----- RECORD EXTRACTS -----

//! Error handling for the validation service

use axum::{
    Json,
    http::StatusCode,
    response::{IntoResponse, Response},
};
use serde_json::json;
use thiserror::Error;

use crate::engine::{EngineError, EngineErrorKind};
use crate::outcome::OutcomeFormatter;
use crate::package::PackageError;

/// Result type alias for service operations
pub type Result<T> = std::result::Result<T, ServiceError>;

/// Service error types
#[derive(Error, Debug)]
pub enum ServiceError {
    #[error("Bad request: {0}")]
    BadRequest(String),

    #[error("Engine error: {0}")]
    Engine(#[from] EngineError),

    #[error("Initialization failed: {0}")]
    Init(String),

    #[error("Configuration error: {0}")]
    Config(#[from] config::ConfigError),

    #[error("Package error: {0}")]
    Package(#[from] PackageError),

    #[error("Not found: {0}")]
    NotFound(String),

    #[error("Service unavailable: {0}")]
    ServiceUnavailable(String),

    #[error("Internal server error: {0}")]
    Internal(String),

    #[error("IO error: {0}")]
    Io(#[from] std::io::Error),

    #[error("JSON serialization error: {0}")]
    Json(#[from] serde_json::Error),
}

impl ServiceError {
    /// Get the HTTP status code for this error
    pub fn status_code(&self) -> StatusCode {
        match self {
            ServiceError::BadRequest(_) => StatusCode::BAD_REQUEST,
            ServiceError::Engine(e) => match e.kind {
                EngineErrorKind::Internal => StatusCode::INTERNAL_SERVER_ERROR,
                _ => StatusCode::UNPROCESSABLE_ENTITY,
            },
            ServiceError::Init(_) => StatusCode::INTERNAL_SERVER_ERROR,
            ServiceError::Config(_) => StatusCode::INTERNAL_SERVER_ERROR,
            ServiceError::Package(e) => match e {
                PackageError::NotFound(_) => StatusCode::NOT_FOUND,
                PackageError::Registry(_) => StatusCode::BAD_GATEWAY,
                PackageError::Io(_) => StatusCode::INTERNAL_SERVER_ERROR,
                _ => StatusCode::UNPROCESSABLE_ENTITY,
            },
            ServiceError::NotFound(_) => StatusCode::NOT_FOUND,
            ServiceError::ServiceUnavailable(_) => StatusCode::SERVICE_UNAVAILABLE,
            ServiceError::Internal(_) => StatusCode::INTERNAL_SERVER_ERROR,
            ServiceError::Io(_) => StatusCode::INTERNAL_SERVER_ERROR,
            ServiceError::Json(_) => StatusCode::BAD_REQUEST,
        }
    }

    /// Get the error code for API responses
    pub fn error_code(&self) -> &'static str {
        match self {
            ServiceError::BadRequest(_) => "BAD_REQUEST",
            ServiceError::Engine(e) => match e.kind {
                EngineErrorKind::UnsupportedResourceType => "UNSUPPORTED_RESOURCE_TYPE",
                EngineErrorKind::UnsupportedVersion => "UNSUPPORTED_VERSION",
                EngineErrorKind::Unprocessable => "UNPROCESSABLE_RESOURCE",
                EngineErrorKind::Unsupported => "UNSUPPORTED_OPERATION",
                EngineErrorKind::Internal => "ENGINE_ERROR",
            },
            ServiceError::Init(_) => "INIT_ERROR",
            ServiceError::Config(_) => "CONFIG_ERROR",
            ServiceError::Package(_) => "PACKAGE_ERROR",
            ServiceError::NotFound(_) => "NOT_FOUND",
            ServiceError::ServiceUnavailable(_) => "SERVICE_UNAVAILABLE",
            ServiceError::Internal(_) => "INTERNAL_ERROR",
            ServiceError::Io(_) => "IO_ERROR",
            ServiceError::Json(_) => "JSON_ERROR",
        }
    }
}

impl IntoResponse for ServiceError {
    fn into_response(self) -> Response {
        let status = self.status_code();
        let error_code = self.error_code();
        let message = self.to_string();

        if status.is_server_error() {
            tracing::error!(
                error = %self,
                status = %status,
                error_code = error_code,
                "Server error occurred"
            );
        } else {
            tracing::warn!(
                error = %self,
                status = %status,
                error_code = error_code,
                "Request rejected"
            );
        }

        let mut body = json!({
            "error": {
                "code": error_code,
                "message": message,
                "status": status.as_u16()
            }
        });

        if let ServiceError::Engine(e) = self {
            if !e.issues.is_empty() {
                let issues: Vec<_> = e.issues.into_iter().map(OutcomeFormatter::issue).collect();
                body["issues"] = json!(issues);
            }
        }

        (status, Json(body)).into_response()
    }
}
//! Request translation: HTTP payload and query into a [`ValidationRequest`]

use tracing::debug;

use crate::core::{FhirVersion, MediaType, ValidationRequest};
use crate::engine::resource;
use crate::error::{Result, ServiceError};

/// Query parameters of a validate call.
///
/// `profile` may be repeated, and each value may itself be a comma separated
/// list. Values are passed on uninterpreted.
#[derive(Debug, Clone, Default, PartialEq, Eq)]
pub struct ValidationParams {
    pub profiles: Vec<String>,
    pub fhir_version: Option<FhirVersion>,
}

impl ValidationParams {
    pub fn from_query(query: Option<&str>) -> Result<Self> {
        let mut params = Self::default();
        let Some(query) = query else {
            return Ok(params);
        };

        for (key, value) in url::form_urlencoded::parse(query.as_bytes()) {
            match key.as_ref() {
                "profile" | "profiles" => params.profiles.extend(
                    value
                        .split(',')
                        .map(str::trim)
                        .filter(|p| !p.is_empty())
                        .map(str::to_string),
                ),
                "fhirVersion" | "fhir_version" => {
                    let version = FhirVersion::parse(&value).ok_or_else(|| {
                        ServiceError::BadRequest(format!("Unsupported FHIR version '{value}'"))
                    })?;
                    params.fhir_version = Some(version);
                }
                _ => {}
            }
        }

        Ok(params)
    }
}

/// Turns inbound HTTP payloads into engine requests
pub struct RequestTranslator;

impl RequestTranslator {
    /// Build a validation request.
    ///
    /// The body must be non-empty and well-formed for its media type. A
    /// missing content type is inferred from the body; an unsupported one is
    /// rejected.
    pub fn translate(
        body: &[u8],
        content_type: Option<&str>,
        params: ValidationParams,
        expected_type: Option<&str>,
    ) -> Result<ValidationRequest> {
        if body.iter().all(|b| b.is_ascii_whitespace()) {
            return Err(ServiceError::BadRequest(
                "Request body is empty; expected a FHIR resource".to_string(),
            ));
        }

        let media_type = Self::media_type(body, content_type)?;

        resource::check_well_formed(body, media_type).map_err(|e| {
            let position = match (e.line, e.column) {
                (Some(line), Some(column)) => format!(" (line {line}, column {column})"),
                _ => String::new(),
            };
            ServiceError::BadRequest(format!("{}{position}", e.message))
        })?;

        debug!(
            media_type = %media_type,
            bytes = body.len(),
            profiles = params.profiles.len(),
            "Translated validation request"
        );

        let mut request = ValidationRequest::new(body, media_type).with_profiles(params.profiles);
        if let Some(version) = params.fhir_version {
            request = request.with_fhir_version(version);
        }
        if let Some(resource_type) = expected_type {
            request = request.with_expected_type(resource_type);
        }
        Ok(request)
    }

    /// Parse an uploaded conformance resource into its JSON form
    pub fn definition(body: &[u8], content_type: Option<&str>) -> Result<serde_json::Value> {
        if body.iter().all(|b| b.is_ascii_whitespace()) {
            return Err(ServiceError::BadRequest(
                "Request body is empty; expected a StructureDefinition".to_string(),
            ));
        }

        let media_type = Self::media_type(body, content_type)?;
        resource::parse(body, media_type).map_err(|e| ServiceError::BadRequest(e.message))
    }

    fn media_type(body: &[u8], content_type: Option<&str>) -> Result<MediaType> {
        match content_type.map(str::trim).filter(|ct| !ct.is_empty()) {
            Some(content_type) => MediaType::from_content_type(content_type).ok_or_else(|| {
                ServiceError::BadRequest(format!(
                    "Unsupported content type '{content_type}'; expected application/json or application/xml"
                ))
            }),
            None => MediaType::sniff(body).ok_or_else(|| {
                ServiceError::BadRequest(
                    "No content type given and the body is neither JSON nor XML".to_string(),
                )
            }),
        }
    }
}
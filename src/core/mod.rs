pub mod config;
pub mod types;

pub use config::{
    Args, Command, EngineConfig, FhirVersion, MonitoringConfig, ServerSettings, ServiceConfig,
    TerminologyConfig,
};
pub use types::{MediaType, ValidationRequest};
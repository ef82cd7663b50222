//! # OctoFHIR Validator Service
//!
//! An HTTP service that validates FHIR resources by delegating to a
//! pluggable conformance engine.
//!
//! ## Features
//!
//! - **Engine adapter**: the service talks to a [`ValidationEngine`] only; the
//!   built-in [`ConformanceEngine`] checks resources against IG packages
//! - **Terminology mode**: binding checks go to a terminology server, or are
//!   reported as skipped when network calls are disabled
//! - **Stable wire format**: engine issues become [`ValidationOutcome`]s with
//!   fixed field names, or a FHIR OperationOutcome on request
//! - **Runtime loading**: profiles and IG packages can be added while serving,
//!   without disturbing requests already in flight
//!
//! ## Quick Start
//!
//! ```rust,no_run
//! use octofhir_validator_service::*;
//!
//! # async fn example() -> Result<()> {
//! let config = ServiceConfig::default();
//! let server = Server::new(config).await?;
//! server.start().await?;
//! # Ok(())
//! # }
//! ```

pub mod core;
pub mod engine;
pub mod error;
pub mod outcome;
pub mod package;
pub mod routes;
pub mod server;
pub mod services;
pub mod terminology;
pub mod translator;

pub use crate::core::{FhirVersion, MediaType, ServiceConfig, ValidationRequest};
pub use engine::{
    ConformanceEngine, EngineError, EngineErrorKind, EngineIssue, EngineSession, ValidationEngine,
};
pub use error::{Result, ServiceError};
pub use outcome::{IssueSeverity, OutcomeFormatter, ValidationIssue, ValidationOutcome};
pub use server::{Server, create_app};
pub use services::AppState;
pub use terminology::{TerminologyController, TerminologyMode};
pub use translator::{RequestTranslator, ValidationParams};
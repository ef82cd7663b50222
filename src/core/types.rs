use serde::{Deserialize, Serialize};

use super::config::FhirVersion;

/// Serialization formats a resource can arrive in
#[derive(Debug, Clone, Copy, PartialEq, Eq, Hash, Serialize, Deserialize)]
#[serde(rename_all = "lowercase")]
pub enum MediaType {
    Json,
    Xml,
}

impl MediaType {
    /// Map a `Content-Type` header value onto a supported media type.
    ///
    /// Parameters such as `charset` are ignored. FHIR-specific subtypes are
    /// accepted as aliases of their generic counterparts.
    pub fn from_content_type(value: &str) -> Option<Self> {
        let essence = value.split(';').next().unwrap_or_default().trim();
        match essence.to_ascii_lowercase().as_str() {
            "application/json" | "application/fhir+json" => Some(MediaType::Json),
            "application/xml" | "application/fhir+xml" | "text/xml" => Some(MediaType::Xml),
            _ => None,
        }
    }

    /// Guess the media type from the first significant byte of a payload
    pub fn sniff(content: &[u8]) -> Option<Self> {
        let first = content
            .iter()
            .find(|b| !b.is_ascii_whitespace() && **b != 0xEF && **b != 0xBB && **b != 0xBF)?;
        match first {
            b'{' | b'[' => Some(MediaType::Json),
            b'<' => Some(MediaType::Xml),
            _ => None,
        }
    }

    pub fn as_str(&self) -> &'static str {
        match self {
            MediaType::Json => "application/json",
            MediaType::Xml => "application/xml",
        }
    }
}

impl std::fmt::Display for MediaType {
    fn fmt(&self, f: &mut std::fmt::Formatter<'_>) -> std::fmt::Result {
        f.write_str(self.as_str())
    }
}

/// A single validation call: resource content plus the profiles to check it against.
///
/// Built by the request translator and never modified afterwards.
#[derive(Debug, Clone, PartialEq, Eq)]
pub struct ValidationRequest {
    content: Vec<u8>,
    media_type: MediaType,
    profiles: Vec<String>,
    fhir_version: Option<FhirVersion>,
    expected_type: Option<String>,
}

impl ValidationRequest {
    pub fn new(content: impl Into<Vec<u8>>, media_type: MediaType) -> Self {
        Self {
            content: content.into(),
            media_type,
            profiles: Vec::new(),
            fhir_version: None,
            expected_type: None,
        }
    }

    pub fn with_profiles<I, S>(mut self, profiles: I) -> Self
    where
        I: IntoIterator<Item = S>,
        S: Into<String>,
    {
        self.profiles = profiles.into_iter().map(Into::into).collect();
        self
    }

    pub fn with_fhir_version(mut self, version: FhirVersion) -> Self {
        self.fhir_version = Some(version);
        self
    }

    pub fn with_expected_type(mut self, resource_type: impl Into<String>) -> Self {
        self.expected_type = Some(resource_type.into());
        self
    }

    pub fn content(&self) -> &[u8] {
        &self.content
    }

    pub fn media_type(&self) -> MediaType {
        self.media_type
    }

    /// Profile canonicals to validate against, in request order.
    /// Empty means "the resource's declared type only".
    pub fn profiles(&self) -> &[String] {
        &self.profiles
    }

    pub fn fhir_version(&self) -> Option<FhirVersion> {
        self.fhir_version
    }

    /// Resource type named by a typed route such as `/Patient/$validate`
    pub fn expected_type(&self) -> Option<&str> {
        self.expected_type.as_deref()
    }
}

-----
----- RECORD EXTRACTS -----

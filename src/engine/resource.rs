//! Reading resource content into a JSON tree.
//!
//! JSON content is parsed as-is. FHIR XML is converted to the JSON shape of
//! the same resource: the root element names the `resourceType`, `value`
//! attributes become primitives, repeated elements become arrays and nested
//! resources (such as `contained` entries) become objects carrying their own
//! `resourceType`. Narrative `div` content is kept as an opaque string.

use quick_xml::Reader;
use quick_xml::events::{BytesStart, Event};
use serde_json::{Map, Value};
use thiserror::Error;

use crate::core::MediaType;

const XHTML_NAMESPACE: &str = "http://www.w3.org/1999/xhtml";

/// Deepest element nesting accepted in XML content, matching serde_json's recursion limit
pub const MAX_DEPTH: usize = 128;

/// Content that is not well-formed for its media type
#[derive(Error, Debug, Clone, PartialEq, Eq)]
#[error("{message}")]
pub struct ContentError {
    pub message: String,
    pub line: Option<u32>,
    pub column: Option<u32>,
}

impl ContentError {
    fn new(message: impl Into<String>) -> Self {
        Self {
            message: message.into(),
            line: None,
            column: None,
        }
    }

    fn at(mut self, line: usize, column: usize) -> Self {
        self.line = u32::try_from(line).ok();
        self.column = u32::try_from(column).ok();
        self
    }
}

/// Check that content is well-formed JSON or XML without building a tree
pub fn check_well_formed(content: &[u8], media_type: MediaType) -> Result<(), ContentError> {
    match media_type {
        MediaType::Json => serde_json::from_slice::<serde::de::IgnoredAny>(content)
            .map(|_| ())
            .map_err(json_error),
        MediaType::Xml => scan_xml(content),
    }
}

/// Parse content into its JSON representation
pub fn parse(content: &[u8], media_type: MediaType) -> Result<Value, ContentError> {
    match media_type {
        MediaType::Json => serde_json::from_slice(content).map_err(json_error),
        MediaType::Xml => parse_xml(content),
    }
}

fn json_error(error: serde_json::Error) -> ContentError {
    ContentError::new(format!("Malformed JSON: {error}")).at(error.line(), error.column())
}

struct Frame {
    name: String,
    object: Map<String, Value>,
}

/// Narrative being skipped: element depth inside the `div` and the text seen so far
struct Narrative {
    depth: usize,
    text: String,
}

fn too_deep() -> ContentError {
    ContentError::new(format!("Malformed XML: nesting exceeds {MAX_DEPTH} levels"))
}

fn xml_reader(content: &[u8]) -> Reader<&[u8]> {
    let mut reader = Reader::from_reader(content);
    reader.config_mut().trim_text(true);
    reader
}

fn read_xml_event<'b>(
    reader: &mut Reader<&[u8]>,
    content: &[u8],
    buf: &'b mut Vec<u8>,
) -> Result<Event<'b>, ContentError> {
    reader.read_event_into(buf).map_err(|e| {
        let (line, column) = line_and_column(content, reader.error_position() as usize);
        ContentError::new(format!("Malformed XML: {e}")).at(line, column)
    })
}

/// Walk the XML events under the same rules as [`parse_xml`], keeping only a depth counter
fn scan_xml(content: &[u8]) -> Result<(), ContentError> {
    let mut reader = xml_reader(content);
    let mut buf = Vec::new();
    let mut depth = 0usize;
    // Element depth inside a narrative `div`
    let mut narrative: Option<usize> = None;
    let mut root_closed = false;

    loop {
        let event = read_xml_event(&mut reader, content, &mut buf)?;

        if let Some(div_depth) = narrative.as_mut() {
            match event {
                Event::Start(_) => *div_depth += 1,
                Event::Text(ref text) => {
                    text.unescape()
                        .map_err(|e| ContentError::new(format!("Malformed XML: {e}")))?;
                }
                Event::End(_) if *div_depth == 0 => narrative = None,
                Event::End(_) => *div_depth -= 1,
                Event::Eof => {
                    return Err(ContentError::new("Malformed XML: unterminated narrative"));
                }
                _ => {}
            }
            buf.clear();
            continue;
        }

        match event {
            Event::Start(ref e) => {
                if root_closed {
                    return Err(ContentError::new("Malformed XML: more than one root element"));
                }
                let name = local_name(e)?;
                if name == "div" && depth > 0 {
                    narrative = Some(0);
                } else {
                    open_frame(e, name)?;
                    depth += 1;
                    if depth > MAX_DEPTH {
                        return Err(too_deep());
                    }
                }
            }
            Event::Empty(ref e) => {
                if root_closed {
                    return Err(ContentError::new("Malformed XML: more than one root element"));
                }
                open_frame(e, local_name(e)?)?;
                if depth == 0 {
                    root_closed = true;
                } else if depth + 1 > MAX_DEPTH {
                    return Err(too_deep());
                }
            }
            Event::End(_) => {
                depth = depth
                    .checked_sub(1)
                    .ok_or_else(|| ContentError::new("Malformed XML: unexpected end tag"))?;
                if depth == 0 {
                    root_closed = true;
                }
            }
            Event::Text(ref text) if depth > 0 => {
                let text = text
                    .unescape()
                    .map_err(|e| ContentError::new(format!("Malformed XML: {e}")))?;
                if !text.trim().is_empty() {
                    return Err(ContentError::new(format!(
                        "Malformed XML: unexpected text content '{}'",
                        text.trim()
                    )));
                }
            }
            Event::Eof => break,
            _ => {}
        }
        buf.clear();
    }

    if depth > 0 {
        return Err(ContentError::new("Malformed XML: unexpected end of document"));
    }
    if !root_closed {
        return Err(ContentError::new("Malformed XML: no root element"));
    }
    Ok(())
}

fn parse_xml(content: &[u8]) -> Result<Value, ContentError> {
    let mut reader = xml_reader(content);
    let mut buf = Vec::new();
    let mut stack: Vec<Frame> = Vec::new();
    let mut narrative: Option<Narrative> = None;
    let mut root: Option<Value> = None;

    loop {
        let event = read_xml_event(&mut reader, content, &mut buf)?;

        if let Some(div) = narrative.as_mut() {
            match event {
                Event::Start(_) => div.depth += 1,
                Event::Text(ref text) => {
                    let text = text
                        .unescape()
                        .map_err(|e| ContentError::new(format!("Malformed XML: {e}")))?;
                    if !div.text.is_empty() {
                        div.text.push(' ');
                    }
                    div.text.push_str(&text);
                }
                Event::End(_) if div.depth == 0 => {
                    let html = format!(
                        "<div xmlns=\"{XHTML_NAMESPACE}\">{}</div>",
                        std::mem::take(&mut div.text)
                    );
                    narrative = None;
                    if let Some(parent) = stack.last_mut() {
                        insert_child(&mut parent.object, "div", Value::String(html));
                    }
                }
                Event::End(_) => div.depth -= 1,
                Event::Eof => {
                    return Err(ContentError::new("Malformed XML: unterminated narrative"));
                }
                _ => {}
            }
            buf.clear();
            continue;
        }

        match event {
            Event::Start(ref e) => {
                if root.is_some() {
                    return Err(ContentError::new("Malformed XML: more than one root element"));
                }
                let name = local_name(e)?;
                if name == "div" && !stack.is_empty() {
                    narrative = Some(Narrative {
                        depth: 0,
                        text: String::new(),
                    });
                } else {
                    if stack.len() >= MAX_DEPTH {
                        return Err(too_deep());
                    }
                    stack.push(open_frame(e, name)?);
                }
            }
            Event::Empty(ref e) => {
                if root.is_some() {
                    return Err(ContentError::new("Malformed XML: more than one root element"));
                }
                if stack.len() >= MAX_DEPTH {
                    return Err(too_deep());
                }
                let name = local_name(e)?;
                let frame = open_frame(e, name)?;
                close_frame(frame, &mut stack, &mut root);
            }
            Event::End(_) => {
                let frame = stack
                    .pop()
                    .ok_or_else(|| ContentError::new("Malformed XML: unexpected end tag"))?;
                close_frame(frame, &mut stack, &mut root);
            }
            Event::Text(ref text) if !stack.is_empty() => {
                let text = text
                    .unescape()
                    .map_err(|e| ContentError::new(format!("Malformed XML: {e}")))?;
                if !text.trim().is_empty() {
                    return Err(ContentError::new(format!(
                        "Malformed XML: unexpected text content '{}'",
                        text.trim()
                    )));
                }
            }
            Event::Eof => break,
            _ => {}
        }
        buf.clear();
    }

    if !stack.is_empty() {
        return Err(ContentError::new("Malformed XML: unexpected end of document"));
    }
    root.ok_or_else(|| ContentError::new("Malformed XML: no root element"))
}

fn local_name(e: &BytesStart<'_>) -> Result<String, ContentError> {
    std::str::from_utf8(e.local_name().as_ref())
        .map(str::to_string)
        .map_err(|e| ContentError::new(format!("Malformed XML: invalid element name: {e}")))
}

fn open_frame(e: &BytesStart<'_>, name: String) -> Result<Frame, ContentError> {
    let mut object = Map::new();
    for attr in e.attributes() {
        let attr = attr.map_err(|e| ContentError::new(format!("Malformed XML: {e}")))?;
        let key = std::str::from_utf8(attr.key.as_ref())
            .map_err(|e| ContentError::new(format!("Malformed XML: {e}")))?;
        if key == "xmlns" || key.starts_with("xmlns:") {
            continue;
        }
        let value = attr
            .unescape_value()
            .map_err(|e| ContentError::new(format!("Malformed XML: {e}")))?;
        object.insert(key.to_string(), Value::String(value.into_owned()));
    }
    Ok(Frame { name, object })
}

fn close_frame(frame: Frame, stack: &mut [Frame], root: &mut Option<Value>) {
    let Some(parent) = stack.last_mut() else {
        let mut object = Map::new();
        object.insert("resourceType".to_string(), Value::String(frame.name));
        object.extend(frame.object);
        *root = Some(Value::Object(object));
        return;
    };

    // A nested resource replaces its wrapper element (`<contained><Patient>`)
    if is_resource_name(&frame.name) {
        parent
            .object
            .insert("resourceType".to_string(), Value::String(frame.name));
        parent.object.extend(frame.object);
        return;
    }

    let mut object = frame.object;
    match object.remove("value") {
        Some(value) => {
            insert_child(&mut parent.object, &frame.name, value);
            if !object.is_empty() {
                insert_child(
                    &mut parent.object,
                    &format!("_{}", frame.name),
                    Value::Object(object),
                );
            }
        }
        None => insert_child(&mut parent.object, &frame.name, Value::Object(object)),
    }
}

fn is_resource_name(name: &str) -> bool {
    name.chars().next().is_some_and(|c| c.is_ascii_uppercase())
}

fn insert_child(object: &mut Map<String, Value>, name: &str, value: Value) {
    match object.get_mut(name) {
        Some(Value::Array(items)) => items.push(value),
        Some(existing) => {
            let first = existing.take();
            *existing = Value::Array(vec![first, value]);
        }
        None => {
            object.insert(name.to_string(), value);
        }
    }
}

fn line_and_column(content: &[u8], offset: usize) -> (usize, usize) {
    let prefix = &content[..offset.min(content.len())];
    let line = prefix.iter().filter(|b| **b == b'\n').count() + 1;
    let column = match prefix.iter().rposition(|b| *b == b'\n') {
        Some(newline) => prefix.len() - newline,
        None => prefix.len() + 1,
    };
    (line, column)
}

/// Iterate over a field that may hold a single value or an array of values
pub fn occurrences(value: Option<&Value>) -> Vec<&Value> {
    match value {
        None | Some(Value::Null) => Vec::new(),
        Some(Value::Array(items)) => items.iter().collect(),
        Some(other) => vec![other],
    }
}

-----

§ WHAT IS REQUIRED
Please report how many lines of the entries above include "Clone". Only the number is wanted.

§ OUTPUT OF THE EXERCISE
4